Rumah Ini Pernah Disinggahi Bung Hatta, Mengenang Bukti Sejarah yang Hilang

By Redaksi 14 Agu 2022, 19:40:50 WIBFeature

Rumah Ini Pernah Disinggahi Bung Hatta, Mengenang Bukti Sejarah yang Hilang

Keterangan Gambar :


Bungo, Wartalintas.id - Gedung Museum Juang itu pagarnya tertutup. Tidak ada aktivitas di sana. Sejak diresmikan oleh Gubernur Jambi, Zumi Zola, didampingi Bupati Bungo, Mashuri pada 17 Januari 2018, museum yang difungsikan untuk menyimpan benda-benda bersejarah, hingga kini terlihat kosong.

Tidak sedikit pemerintah daerah menggelontorkan dana untuk pembangunan gedung semegah itu. Dari APBD Provinsi Jambi sebesar Rp 2 miliar, sedangkan APBD Kabupaten Bungo sebesar Rp 1,6 miliar.

Sebelum adanya bangunan Museum Juang itu, di sana pernah berdiri rumah bersejarah. Rumah itu dulunya dibangun oleh tentara Belanda untuk pesanggrahan atau penginapan meraka. Para pejuang kita melakukan perlawanan, dan rumah pesanggrahan itu dibakar para pejuang.

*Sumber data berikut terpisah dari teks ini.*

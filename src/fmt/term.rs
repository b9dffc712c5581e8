//! Printer for terms in CBS notation.
//!
//! ```text
//! integer-add(1,2)    a node; a sequence parameter prints inline
//! (1,true)            a sequence, () when empty
//! "abc"               a list of characters
//! [1,2]               any other list
//! tuple(1,2)          tuples, vectors, other datatype values
//! {1|->"a"}           a map, map( ) when empty
//! {1,2}               a set, { } when empty
//! ```

use std::fmt::{self, Display};

use crate::catalog::Param;
use crate::term::{Datatype, LIST, Node, Sequence, Term};

struct Formatter {
    buffer: String,
}

impl Formatter {
    fn new() -> Self {
        Self {
            buffer: String::new(),
        }
    }

    fn write_str(&mut self, s: &str) {
        self.buffer.push_str(s);
    }

    fn write_list<'a>(&mut self, terms: impl IntoIterator<Item = &'a Term>) {
        for (index, term) in terms.into_iter().enumerate() {
            if index > 0 {
                self.write_str(",");
            }
            self.write_term(term);
        }
    }

    fn write_term(&mut self, term: &Term) {
        match term {
            Term::Null => self.write_str("null-value"),
            Term::Bool(b) => self.write_str(if *b { "true" } else { "false" }),
            Term::Int(n) => self.write_str(&n.to_string()),
            Term::Char(c) => self.write_str(&format!("'{}'", c.escape_default())),
            Term::Atom(name) => self.write_str(&format!("atom({:?})", &**name)),
            Term::Data(data) => self.write_datatype(term, data),
            Term::Map(map) if map.is_empty() => self.write_str("map( )"),
            Term::Map(map) => {
                self.write_str("{");
                for (index, (key, value)) in map.iter().enumerate() {
                    if index > 0 {
                        self.write_str(",");
                    }
                    self.write_term(key);
                    self.write_str("|->");
                    self.write_sequence(value);
                }
                self.write_str("}");
            }
            Term::Set(set) if set.is_empty() => self.write_str("{ }"),
            Term::Set(set) => {
                self.write_str("{");
                self.write_list(set.iter());
                self.write_str("}");
            }
            Term::Type(ty) => self.write_str(&ty.pretty()),
            Term::Seq(items) | Term::Spread(items) => {
                self.write_str("(");
                self.write_list(items);
                self.write_str(")");
            }
            Term::Node(node) => self.write_node(node),
        }
    }

    /// A single element prints bare, anything else in parentheses.
    fn write_sequence(&mut self, items: &Sequence) {
        match items.as_slice() {
            [single] => self.write_term(single),
            _ => self.write_term(&Term::Seq(items.clone())),
        }
    }

    fn write_datatype(&mut self, term: &Term, data: &Datatype) {
        if &*data.name == LIST {
            match term.as_string() {
                Some(text) if !text.is_empty() => {
                    self.write_str(&format!("{text:?}"));
                }
                _ => {
                    self.write_str("[");
                    self.write_list(&data.args);
                    self.write_str("]");
                }
            }
            return;
        }
        self.write_str(&data.name);
        self.write_str("(");
        self.write_list(&data.args);
        self.write_str(")");
    }

    fn write_node(&mut self, node: &Node) {
        self.write_str(node.op.name());
        if node.params.is_empty() {
            return;
        }

        self.write_str("(");
        let shape = node.op.params();
        let mut first = true;
        for (index, param) in node.params.iter().enumerate() {
            let inline = shape.get(index).is_some_and(|p| p.is_sequence());
            let parts: Vec<&Term> = match param {
                Term::Seq(items) if inline => items.iter().collect(),
                other => vec![other],
            };
            for part in parts {
                if !first {
                    self.write_str(",");
                }
                first = false;
                self.write_term(part);
            }
        }
        self.write_str(")");
    }

    fn finish(self) -> String {
        self.buffer
    }
}

/// Render `term` on one line.
pub fn format_term(term: &Term) -> String {
    let mut formatter = Formatter::new();
    formatter.write_term(term);
    formatter.finish()
}

impl Display for Term {
    fn fmt(&self, f: &mut fmt::Formatter<'_>) -> fmt::Result {
        f.write_str(&format_term(self))
    }
}

impl Display for Sequence {
    fn fmt(&self, f: &mut fmt::Formatter<'_>) -> fmt::Result {
        f.write_str(&format_term(&Term::Seq(self.clone())))
    }
}

impl Display for Param {
    fn fmt(&self, f: &mut fmt::Formatter<'_>) -> fmt::Result {
        f.write_str(match self {
            Param::Eager => "=>",
            Param::Lazy => "=>>",
            Param::EagerSeq => "=>*",
            Param::LazySeq => "=>>*",
        })
    }
}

"Kita perang dengan Belanda, kita bakar (Rumah pesangrahan.red). Sesudah dibakar, kita sendiri yang bangunnya. Di situ tempat pejuang kita bermusyawarah. Makanya namanya itu Gedung Juang,” cerita M Nasir, salah seorang pejuang Bungo saat ditemui di rumahnya beberapa tahun lalu.

M Nasir mengatakan, Gedung Juang itu dulunya pernah disinggahi Muhammad Hatta, wakil presiden pertama Indonesia. Bahkan pahlawan prolamator tersebut juga pernah menginap di sana.

“Bung Hatta pernah menginap di Gedung Juang itu," kata M. Nasir.

Salah seorang pemerhati sejarah di Kabupaten Bungo, Husni Ketayo, saat ditemui beberapa tahun lalu mengatakan, di Gedung Juang itu dulu pernah Bung Hatta berpidato.

"Tahun 1947 Bung Hatta pidato  di pesangrahan, beliau dari Jambi terus ke Kerinci. Tahun 1942 Bung Hatta dari padang ke Bungo, ke Jambi terus ke Jakarta," katanya.

Namun disayangkan, beberapa tahun sesudah kemerdekaan, gedung juang itu tidak dirawat dengan baik dan dibiarkan kosong. Bangunan berukuran lebih kurang 4 x 6 meter yang berdinding papan, kondisinya sangat memprihatinkan. Kaca depan banyak pecah, ditempel dengan triplek. Atap rumah juga ada yang bocor dan sebahagian resplank bagian depan sudah ada yang lapuk.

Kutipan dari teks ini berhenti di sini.